Woolly Jumper

I came home from the city to find a dead sheep on my doorstep. It wasn't the first time. The locals in my village can't afford their pity for wounded animals on the roadside so they often leave them on the doorstep of my veterinary surgery, ring the bell and run away.

I clear up the pieces - and their consciences - by treating the animals and claiming the costs under insurance. Sometimes they're too badly injured and don’t make it. The butcher repeatedly asks me to give him the carcasses, but I refuse. It's a decision he's not pleased with.

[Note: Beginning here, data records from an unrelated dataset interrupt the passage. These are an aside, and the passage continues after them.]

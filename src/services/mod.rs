// Service exports
pub mod cache;
pub mod geocoder;
pub mod memory;
pub mod postgres;
pub mod providers;
pub mod reference;

pub use cache::{CacheError, CacheKey, CacheManager};
pub use geocoder::{GeoResolver, GeocodeError, NominatimGeoResolver, NoopGeoResolver};
pub use memory::{InMemoryPool, StaticRatings};
pub use postgres::{PostgresClient, PostgresError, Scope};
pub use providers::{CompanyPool, TowTruckPool};
pub use reference::{normalize_name, ReferenceIndex};
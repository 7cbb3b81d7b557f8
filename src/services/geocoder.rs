use async_trait::async_trait;
use reqwest::Client;
use serde::Deserialize;
use std::sync::Arc;
use std::time::Duration;
use thiserror::Error;

use crate::models::{GeoPoint, ResolvedArea};
use crate::services::cache::{CacheError, CacheKey, CacheManager};
use crate::services::reference::ReferenceIndex;

/// Errors that can occur while reverse geocoding
#[derive(Debug, Error)]
pub enum GeocodeError {
    #[error("HTTP request failed: {0}")]
    RequestError(#[from] reqwest::Error),

    #[error("Geocoder returned error: {0}")]
    ApiError(String),
}

/// Turns user coordinates into reference province/district ids
#[async_trait]
pub trait GeoResolver: Send + Sync {
    /// Resolve the area containing `point`; an empty area means no match
    async fn resolve(&self, point: GeoPoint) -> Result<ResolvedArea, GeocodeError>;
}

/// Resolver used when reverse geocoding is disabled
#[derive(Debug, Clone, Copy, Default)]
pub struct NoopGeoResolver;

#[async_trait]
impl GeoResolver for NoopGeoResolver {
    async fn resolve(&self, _point: GeoPoint) -> Result<ResolvedArea, GeocodeError> {
        Ok(ResolvedArea::default())
    }
}

#[derive(Debug, Deserialize)]
struct ReverseResponse {
    address: Option<ReverseAddress>,
}

#[derive(Debug, Default, Deserialize)]
struct ReverseAddress {
    province: Option<String>,
    state: Option<String>,
    city: Option<String>,
    town: Option<String>,
    county: Option<String>,
    city_district: Option<String>,
    suburb: Option<String>,
    district: Option<String>,
}

impl ReverseAddress {
    fn province_names(&self) -> Vec<&str> {
        [&self.province, &self.state, &self.city]
            .into_iter()
            .filter_map(|n| n.as_deref())
            .collect()
    }

    fn district_names(&self) -> Vec<&str> {
        [
            &self.town,
            &self.county,
            &self.city_district,
            &self.district,
            &self.suburb,
        ]
        .into_iter()
        .filter_map(|n| n.as_deref())
        .collect()
    }
}

/// Reverse geocoder speaking the Nominatim `/reverse` API
///
/// Place names from the response are matched against the local
/// [`ReferenceIndex`]. Results are cached per rounded coordinate when a
/// cache is attached.
pub struct NominatimGeoResolver {
    base_url: String,
    user_agent: String,
    client: Client,
    reference: Arc<ReferenceIndex>,
    cache: Option<Arc<CacheManager>>,
}

impl NominatimGeoResolver {
    pub fn new(
        base_url: String,
        user_agent: String,
        timeout: Duration,
        reference: Arc<ReferenceIndex>,
        cache: Option<Arc<CacheManager>>,
    ) -> Result<Self, GeocodeError> {
        let client = Client::builder().timeout(timeout).build()?;

        Ok(Self {
            base_url,
            user_agent,
            client,
            reference,
            cache,
        })
    }

    async fn reverse(&self, point: GeoPoint) -> Result<ResolvedArea, GeocodeError> {
        let url = format!(
            "{}/reverse?lat={}&lon={}&format=json&addressdetails=1",
            self.base_url.trim_end_matches('/'),
            point.lat(),
            point.lon()
        );

        tracing::debug!("Reverse geocoding: {}", url);

        let response = self
            .client
            .get(&url)
            .header("User-Agent", &self.user_agent)
            .header("Accept-Language", "tr")
            .send()
            .await?;

        if !response.status().is_success() {
            return Err(GeocodeError::ApiError(format!(
                "Reverse lookup failed: {}",
                response.status()
            )));
        }

        let body: ReverseResponse = response.json().await?;
        let address = body.address.unwrap_or_default();
        let districts = address.district_names();

        let area = address
            .province_names()
            .into_iter()
            .map(|province| self.reference.lookup(Some(province), districts.iter().copied()))
            .find(|area| !area.is_empty())
            .unwrap_or_default();

        Ok(area)
    }
}

#[async_trait]
impl GeoResolver for NominatimGeoResolver {
    async fn resolve(&self, point: GeoPoint) -> Result<ResolvedArea, GeocodeError> {
        let key = CacheKey::geo_area(point.lat(), point.lon());

        if let Some(cache) = &self.cache {
            match cache.get::<ResolvedArea>(&key).await {
                Ok(area) => return Ok(area),
                Err(CacheError::CacheMiss(_)) => {}
                Err(e) => tracing::warn!("Geocode cache read failed: {}", e),
            }
        }

        let area = self.reverse(point).await?;

        if let Some(cache) = &self.cache {
            if let Err(e) = cache.set(&key, &area).await {
                tracing::warn!("Geocode cache write failed: {}", e);
            }
        }

        Ok(area)
    }
}
use serde::{Deserialize, Serialize};
use validator::Validate;

/// Query string of the nearest-search endpoints
///
/// `latitude`/`longitude` are optional on the wire; absent, `NaN` or `0,0`
/// all mean the caller has no usable position.
#[derive(Debug, Clone, Serialize, Deserialize, Validate)]
pub struct NearestQuery {
    #[serde(default)]
    pub latitude: Option<f64>,
    #[serde(default)]
    pub longitude: Option<f64>,
    #[validate(range(min = 1, max = 50, message = "limit must be between 1 and 50"))]
    #[serde(default)]
    pub limit: Option<i64>,
    #[serde(default, alias = "province_id", rename = "provinceId")]
    pub province_id: Option<i32>,
    #[serde(default, alias = "district_id", rename = "districtId")]
    pub district_id: Option<i32>,
}

impl NearestQuery {
    /// Requested limit, falling back to the variant's configured default
    pub fn limit_or(&self, default_limit: usize) -> usize {
        self.limit
            .and_then(|l| usize::try_from(l).ok())
            .unwrap_or(default_limit)
    }
}
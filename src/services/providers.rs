use async_trait::async_trait;
use std::collections::HashMap;
use std::sync::Arc;

use crate::core::provider::{CandidateProvider, RatingsSource};
use crate::models::{CandidateKind, Company, RatingSummary, TowTruck};
use crate::services::postgres::{PostgresClient, PostgresError, Scope};

/// Tow truck candidates backed by PostgreSQL
#[derive(Clone)]
pub struct TowTruckPool {
    db: Arc<PostgresClient>,
}

impl TowTruckPool {
    pub fn new(db: Arc<PostgresClient>) -> Self {
        Self { db }
    }
}

#[async_trait]
impl CandidateProvider for TowTruckPool {
    type Candidate = TowTruck;
    type Error = PostgresError;

    async fn by_district(&self, district_id: i32, exclude: &[i32]) -> Result<Vec<TowTruck>, PostgresError> {
        self.db.fetch_tow_trucks(Scope::District(district_id), exclude).await
    }

    async fn by_province(&self, province_id: i32, exclude: &[i32]) -> Result<Vec<TowTruck>, PostgresError> {
        self.db.fetch_tow_trucks(Scope::Province(province_id), exclude).await
    }

    async fn all(&self, exclude: &[i32]) -> Result<Vec<TowTruck>, PostgresError> {
        self.db.fetch_tow_trucks(Scope::All, exclude).await
    }

    async fn random_sample(&self, n: usize, exclude: &[i32]) -> Result<Vec<TowTruck>, PostgresError> {
        self.db.fetch_tow_trucks(Scope::Random(n), exclude).await
    }
}

/// Company candidates backed by PostgreSQL
#[derive(Clone)]
pub struct CompanyPool {
    db: Arc<PostgresClient>,
}

impl CompanyPool {
    pub fn new(db: Arc<PostgresClient>) -> Self {
        Self { db }
    }
}

#[async_trait]
impl CandidateProvider for CompanyPool {
    type Candidate = Company;
    type Error = PostgresError;

    async fn by_district(&self, district_id: i32, exclude: &[i32]) -> Result<Vec<Company>, PostgresError> {
        self.db.fetch_companies(Scope::District(district_id), exclude).await
    }

    async fn by_province(&self, province_id: i32, exclude: &[i32]) -> Result<Vec<Company>, PostgresError> {
        self.db.fetch_companies(Scope::Province(province_id), exclude).await
    }

    async fn all(&self, exclude: &[i32]) -> Result<Vec<Company>, PostgresError> {
        self.db.fetch_companies(Scope::All, exclude).await
    }

    async fn random_sample(&self, n: usize, exclude: &[i32]) -> Result<Vec<Company>, PostgresError> {
        self.db.fetch_companies(Scope::Random(n), exclude).await
    }
}

#[async_trait]
impl RatingsSource for PostgresClient {
    type Error = PostgresError;

    async fn rating_stats(
        &self,
        kind: CandidateKind,
        ids: &[i32],
    ) -> Result<HashMap<i32, RatingSummary>, PostgresError> {
        self.fetch_rating_stats(kind, ids).await
    }
}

He's not the only one who's unhappy; last week the insurance company refused to pay for a small pony I treated two months ago which someone - and heaven knows how - left on my drive. They called me in to meet them at their head office in the city. It was a long meeting where we talked in circles and I left it exhausted. Another animal on my doorstep when I arrived home after a long drive meant an unwelcome long night ahead.

"This is for you!" The boy's voice sounded like Terrence, the single child of the butcher, and a spoiled brat. The sheep was probably another one of his practical jokes. The first time it was a chicken from his father's shop. His second stunt was a frozen chicken from his mother's freezer with feathers glued to it. The cheek! Now I knew he was trying it on again.

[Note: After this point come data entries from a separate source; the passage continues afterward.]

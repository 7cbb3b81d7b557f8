use crate::core::provider::RatingsSource;
use crate::models::{Candidate, EnrichedResult, RankedResult};

/// Attaches company display fields and rating summaries to ranked results
pub struct ResultAssembler<'a, R: ?Sized> {
    ratings: &'a R,
}

impl<'a, R> ResultAssembler<'a, R>
where
    R: RatingsSource + ?Sized,
{
    pub fn new(ratings: &'a R) -> Self {
        Self { ratings }
    }

    /// Enrich results in one ratings lookup, preserving their order
    pub async fn enrich<C>(
        &self,
        results: Vec<RankedResult<C>>,
    ) -> Result<Vec<EnrichedResult<C>>, R::Error>
    where
        C: Candidate,
    {
        if results.is_empty() {
            return Ok(Vec::new());
        }

        let ids: Vec<i32> = results.iter().map(|r| r.candidate.id()).collect();
        let stats = self.ratings.rating_stats(C::KIND, &ids).await?;

        Ok(results
            .into_iter()
            .map(|ranked| {
                let summary = stats
                    .get(&ranked.candidate.id())
                    .copied()
                    .unwrap_or_default();
                let contact = ranked.candidate.contact().clone();

                EnrichedResult {
                    distance: ranked.distance_km,
                    company_name: contact.name,
                    company_phone: contact.phone,
                    company_email: contact.email,
                    company_address: contact.address,
                    company_city: contact.city,
                    company_district: contact.district,
                    average_rating: summary.average_rating,
                    review_count: summary.review_count,
                    candidate: ranked.candidate,
                }
            })
            .collect())
    }
}

#[cfg(test)]
mod tests {
    use super::*;
    use crate::models::{CompanyContact, RatingSummary, TowTruck};
    use crate::services::memory::StaticRatings;

    fn ranked(id: i32, distance_km: Option<f64>) -> RankedResult<TowTruck> {
        RankedResult {
            candidate: TowTruck {
                id,
                company_id: 9,
                license_plate: format!("06 KRT {}", id),
                driver_name: "Mehmet".to_string(),
                driver_photo_url: None,
                operating_areas: vec![],
                is_active: true,
                company: CompanyContact {
                    name: "Ankara Kurtarma".to_string(),
                    phone: "05550000000".to_string(),
                    ..Default::default()
                },
                updated_at: None,
            },
            distance_km,
        }
    }

    #[tokio::test]
    async fn test_enrich_preserves_order_and_attaches_ratings() {
        let ratings = StaticRatings::default().with(
            crate::models::CandidateKind::TowTruck,
            2,
            RatingSummary::from_raw(4.5, 2),
        );
        let assembler = ResultAssembler::new(&ratings);

        let enriched = assembler
            .enrich(vec![ranked(2, Some(1.5)), ranked(1, None)])
            .await
            .unwrap();

        assert_eq!(enriched.len(), 2);
        assert_eq!(enriched[0].candidate.id, 2);
        assert_eq!(enriched[0].average_rating, 4.5);
        assert_eq!(enriched[0].review_count, 2);
        assert_eq!(enriched[0].distance, Some(1.5));
        assert_eq!(enriched[0].company_name, "Ankara Kurtarma");

        assert_eq!(enriched[1].candidate.id, 1);
        assert_eq!(enriched[1].average_rating, 0.0);
        assert_eq!(enriched[1].review_count, 0);
        assert_eq!(enriched[1].distance, None);
    }

    #[tokio::test]
    async fn test_enriched_json_shape() {
        let ratings = StaticRatings::default();
        let enriched = ResultAssembler::new(&ratings)
            .enrich(vec![ranked(5, Some(2.25))])
            .await
            .unwrap();

        let json = serde_json::to_value(&enriched[0]).unwrap();
        assert_eq!(json["id"], 5);
        assert_eq!(json["distance"], 2.25);
        assert_eq!(json["companyName"], "Ankara Kurtarma");
        assert_eq!(json["licensePlate"], "06 KRT 5");
        assert_eq!(json["reviewCount"], 0);
        assert!(json.get("isActive").is_none());
    }
}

The sheep looked well made, but I wasn't to be fooled. I walked around the practice to my adjoining house and let myself in through the kitchen door. It was good to be home in my own space, no loud city noises, just the background purring, chirping and occasional whimpering of the overnight animals in my temporary care.

I put the kettle on and checked my four-legged, feathered and scaled friends whilst I waited for it to boil. It was nearly ready when I heard scratching at the surgery door. I wanted to ignore it but my conscience knew better.

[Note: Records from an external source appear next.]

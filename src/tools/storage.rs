//! Directory-backed artifact storage for generated media.

use super::{ArtifactStore, ToolError};
use async_trait::async_trait;
use std::path::{Component, Path, PathBuf};
use tracing::{debug, instrument};
use url::Url;

/// Stores artifacts under a root directory.
///
/// URLs are `<public_base_url>/<key>` when a public base is configured
/// (for a directory served by a CDN or static file server), otherwise
/// `file://` URLs pointing at the stored file.
pub struct LocalArtifactStore {
    root: PathBuf,
    public_base_url: Option<String>,
}

impl LocalArtifactStore {
    pub fn new(root: PathBuf, public_base_url: Option<String>) -> Self {
        Self {
            root,
            public_base_url,
        }
    }

    fn resolve(&self, key: &str) -> std::result::Result<PathBuf, ToolError> {
        let relative = Path::new(key);
        let is_plain = relative
            .components()
            .all(|c| matches!(c, Component::Normal(_)));
        if key.is_empty() || !is_plain {
            return Err(ToolError::invalid_input(format!("Invalid artifact key: {}", key)));
        }
        Ok(self.root.join(relative))
    }

    fn url_for(&self, key: &str, path: &Path) -> std::result::Result<String, ToolError> {
        match &self.public_base_url {
            Some(base) => Ok(format!("{}/{}", base.trim_end_matches('/'), key)),
            None => {
                let absolute = std::path::absolute(path)
                    .map_err(|e| ToolError::unavailable(format!("Artifact path: {}", e)))?;
                Url::from_file_path(&absolute)
                    .map(|u| u.to_string())
                    .map_err(|_| ToolError::unavailable(format!("Artifact path {:?} is not absolute", absolute)))
            }
        }
    }
}

#[async_trait]
impl ArtifactStore for LocalArtifactStore {
    #[instrument(skip(self, bytes), fields(size = bytes.len()))]
    async fn put(&self, key: &str, bytes: &[u8]) -> std::result::Result<String, ToolError> {
        let path = self.resolve(key)?;
        if let Some(parent) = path.parent() {
            tokio::fs::create_dir_all(parent)
                .await
                .map_err(|e| ToolError::unavailable(format!("Artifact storage: {}", e)))?;
        }
        tokio::fs::write(&path, bytes)
            .await
            .map_err(|e| ToolError::unavailable(format!("Artifact storage: {}", e)))?;

        debug!("Stored artifact {:?}", path);
        self.url_for(key, &path)
    }
}

#[cfg(test)]
mod tests {
    use super::*;

    #[tokio::test]
    async fn test_put_writes_file_and_returns_file_url() {
        let dir = tempfile::tempdir().unwrap();
        let store = LocalArtifactStore::new(dir.path().to_path_buf(), None);

        let url = store.put("audio/clip.mp3", b"ID3").await.unwrap();
        assert!(url.starts_with("file://"));
        assert!(url.ends_with("/audio/clip.mp3"));
        assert_eq!(std::fs::read(dir.path().join("audio/clip.mp3")).unwrap(), b"ID3");
    }

    #[tokio::test]
    async fn test_public_base_url() {
        let dir = tempfile::tempdir().unwrap();
        let store = LocalArtifactStore::new(
            dir.path().to_path_buf(),
            Some("https://cdn.example.com/media/".to_string()),
        );

        let url = store.put("video/v.mp4", b"mp4").await.unwrap();
        assert_eq!(url, "https://cdn.example.com/media/video/v.mp4");
    }

    #[tokio::test]
    async fn test_rejects_escaping_keys() {
        let dir = tempfile::tempdir().unwrap();
        let store = LocalArtifactStore::new(dir.path().to_path_buf(), None);

        assert!(store.put("../escape.mp3", b"x").await.is_err());
        assert!(store.put("/etc/passwd", b"x").await.is_err());
        assert!(store.put("", b"x").await.is_err());
    }
}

Carrying animals in my line of work has made me strong, but this sheep was a struggle. It seemed to be more wool than flesh and I couldn't get a good grip. I got there, though, and the sheep got to the triage table.

Living near a farm means that I treat sheep often, so I was on autopilot when I carried out the routine checks on this one. Its heart was beating quickly but strong, and although its eyes were larger than usual, they were bright which was a good sign.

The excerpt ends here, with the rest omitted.